1
votes

I'm playing around with a third party library that has a PropertyContainer interface. It lets you get/set properties in terms of java.lang.Object, but it really only supports java primitives, strings, and arrays of those things. So I'm trying to make a light wrapper over the property container class.

Property.scala

class Property[A <% NeoTypeEvidence[A]](val name: String) {
  def apply(pc: PropertyContainer) = pc.getProperty(name).asInstanceOf[A]
  def update(pc: PropertyContainer, value: A) = pc.setProperty(name, value)
}

package.scala

{
  sealed trait NeoTypeEvidence[A]
  object AnyValTypeEvidence extends NeoTypeEvidence[AnyVal]
  object StringTypeEvidence extends NeoTypeEvidence[String]
  object AnyValArrayTypeEvidence extends NeoTypeEvidence[Array[AnyVal]]
  object StringArrayTypeEvidence extends NeoTypeEvidence[Array[String]]
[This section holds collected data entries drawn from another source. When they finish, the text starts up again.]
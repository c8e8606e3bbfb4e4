//! `apismith init`: write a configuration file holding the built-in
//! defaults, ready for editing.

use std::path::{Path, PathBuf};

use tracing::info;

use crate::{
    cli::{GlobalArgs, InitArgs},
    config::{AppConfig, LOCAL_CONFIG},
    error::{CliResult, IntoCli},
    output::OutputManager,
};

pub fn execute(
    args: InitArgs,
    _global: GlobalArgs,
    _config: AppConfig,
    output: OutputManager,
) -> CliResult<()> {
    let path = if args.local {
        PathBuf::from(LOCAL_CONFIG)
    } else {
        AppConfig::config_path()
    };

    if path.exists() && !args.force {
        output.warning(&format!(
            "Config already exists at {}  (use --force to overwrite)",
            path.display(),
        ))?;
        return Ok(());
    }

    write_default_config(&path)?;
    info!(path = %path.display(), "configuration file written");
    output.success(&format!("Configuration created at {}", path.display()))?;
    Ok(())
}

fn write_default_config(path: &Path) -> CliResult<()> {
    let toml = toml::to_string_pretty(&AppConfig::default())
        .with_cli_context(|| "Failed to serialise default config")?;

    if let Some(parent) = path.parent().filter(|p| !p.as_os_str().is_empty()) {
        std::fs::create_dir_all(parent).with_cli_context(|| {
            format!("Failed to create config directory '{}'", parent.display())
        })?;
    }
    std::fs::write(path, toml)
        .with_cli_context(|| format!("Failed to write config to '{}'", path.display()))
}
  implicit def anyValToEvidence(v: AnyVal) = AnyValTypeEvidence
  implicit def stringToEvidence(s: String) = StringTypeEvidence
  implicit def anyValArrayToEvidence(v: Array[AnyVal]) = AnyValArrayTypeEvidence
  implicit def stringArrayToEvidence(s: Array[String]) = StringArrayTypeEvidence
}

test file

val name = new Property[String]("name")

I would expect that to work just fine, assuming that the compiler finds the implicit StringTypeEvidence to satisfy the condition of [String <% NeoTypeEvidence[String]]. What I get instead is an error:

ambiguous implicit values:  
both method stringToEvidence in package neo of type 
  (s: String) com.dylemma.neo.package.StringTypeEvidence.type  
 and method stringToEvidence in package neo of type 
  (s: String) com.dylemma.neo.package.StringTypeEvidence.type  
match expected type 
String => com.dylemma.neo.package.NeoTypeEvidence[String]
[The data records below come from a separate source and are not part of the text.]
/// Whether `source` defines, assigns or imports `name` at any indentation.
fn binds_name(source: &str, name: &str) -> bool {
    source.lines().any(|line| {
        let code = strip_comment(line).trim();
        if let Some((_, list)) = code.strip_prefix("from ").and_then(|r| r.split_once(" import ")) {
            return import_list(list).any(|(_, binding)| binding == name);
        }
        if let Some(list) = code.strip_prefix("import ") {
            return import_list(list)
                .any(|(module, binding)| binding == name || module.split('.').next() == Some(name));
        }

        let declaration = code.strip_prefix("async ").unwrap_or(code);
        for keyword in ["def ", "class "] {
            if let Some(rest) = declaration.strip_prefix(keyword) {
                let ident = rest
                    .split(|c: char| !(c.is_alphanumeric() || c == '_'))
                    .next()
                    .unwrap_or_default();
                return ident == name;
            }
        }

        code.strip_prefix(name).is_some_and(|after| {
            let after = after.trim_start();
            after.starts_with(':') || (after.starts_with('=') && !after.starts_with("=="))
        })
    })
}

/// Resolve one reference; empty when it is satisfied.
fn check(tree: &GeneratedTree, reference: &ImportReference) -> Vec<FindingReason> {
    match check_module(tree, reference) {
        Ok(file) => check_names(tree, reference, &file),
        Err(reason) => vec![reason],
    }
}

/// Names imported from a package must be submodules or bound by its
/// `__init__.py`.
fn check_names(
    tree: &GeneratedTree,
    reference: &ImportReference,
    file: &RelativePath,
) -> Vec<FindingReason> {
    if reference.names.is_empty() || file.file_name() != "__init__.py" {
        return Vec::new();
    }
    let package: Vec<String> = file
        .parent()
        .map(|p| p.segments().map(str::to_string).collect())
        .unwrap_or_default();
    let init = tree.get(file.as_str()).map_or("", |f| f.content.as_str());

    reference
        .names
        .iter()
        .filter(|name| {
            let mut submodule = package.clone();
            submodule.push((*name).clone());
            resolve_module(tree, &submodule).is_none() && !binds_name(init, name)
        })
        .map(|name| FindingReason::Unresolved {
            module: format!("{}.{name}", package.join(".")),
        })
        .collect()
}

/// Resolve the module part of a reference to the file providing it.
fn check_module(
    tree: &GeneratedTree,
    reference: &ImportReference,
) -> Result<RelativePath, FindingReason> {
    let segments = absolute_segments(reference).ok_or(FindingReason::BeyondRoot)?;

    let mut file = resolve_module(tree, &segments);
    // `app.database.TORTOISE_ORM`: the last segment may name an attribute.
    let implicit_attribute = reference.kind == ReferenceKind::ModuleSpec
        && reference.attribute.is_none()
        && segments.len() > 2;
    if file.is_none() && implicit_attribute {
        file = resolve_module(tree, &segments[..segments.len() - 1]);
    }

    let file = file.ok_or_else(|| FindingReason::Unresolved {
        module: segments.join("."),
    })?;
    match missing_marker(tree, &file) {
        Some(package) => Err(FindingReason::MissingPackageMarker { package }),
        None => Ok(file),
    }
}

/// Turn a possibly relative target into absolute dotted segments.
fn absolute_segments(reference: &ImportReference) -> Option<Vec<String>> {
    let target = reference.target.as_str();
    let rest = target.trim_start_matches('.');
    let dots = target.len() - rest.len();
    let tail = rest.split('.').filter(|s| !s.is_empty()).map(str::to_string);

    if dots == 0 {
        return Some(tail.collect());
    }

    // One dot is the file's own package; each extra dot climbs one level.
    let mut package: Vec<String> = reference
        .file
        .parent()?
        .segments()
        .map(str::to_string)
        .collect();
    for _ in 1..dots {
        package.pop();
    }
    if package.is_empty() {
        return None;
    }
    package.extend(tail);
    Some(package)
}

/// `a.b.c` → `a/b/c.py` or `a/b/c/__init__.py`.
fn resolve_module(tree: &GeneratedTree, segments: &[String]) -> Option<RelativePath> {
    if segments.is_empty() {
        return None;
    }
    let base = segments.join("/");
    [format!("{base}.py"), format!("{base}/__init__.py")]
        .into_iter()
        .filter_map(|candidate| RelativePath::try_new(candidate).ok())
        .find(|candidate| tree.contains(candidate.as_str()))
}

/// First package directory between the root and `file` lacking `__init__.py`.
fn missing_marker(tree: &GeneratedTree, file: &RelativePath) -> Option<String> {
    let mut packages = Vec::new();
    let mut dir = file.parent();
    while let Some(current) = dir {
        dir = current.parent();
        packages.push(current);
    }
    packages
        .into_iter()
        .rev()
        .find(|package| !tree.contains(&format!("{package}/__init__.py")))
        .map(|package| package.to_string())
}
So scala is finding my implicit conversion twice?? I've done a clean+rebuild several times but that hasn't fixed anything. Why is this happening and how can I fix it?

edit/note: I notice that this only seems to happen when I try to create a Property in the same package as where the implicits were defined. So if I do the exact same code in some.other.package and have an import for the.main.package._, it works without complaint. I still don't understand why, though.

1
Works for me, but nevertheless you could move the implicits to NeoTypeEvidence's companion object and see if that helps.fotNelton
Is the thing in package.scala inside a package object that you forgot to mention?Iulian Dragos
Yes the trait and implicits were inside package object neoDylan

1 Answers

1
votes

My guess is that you are importing the implicit twice. Check the rules for implicit resolution here.

Most likely (albeit hard to say with your sample), you are using an explicit import while also working on the same package, where the implicit is already present by default.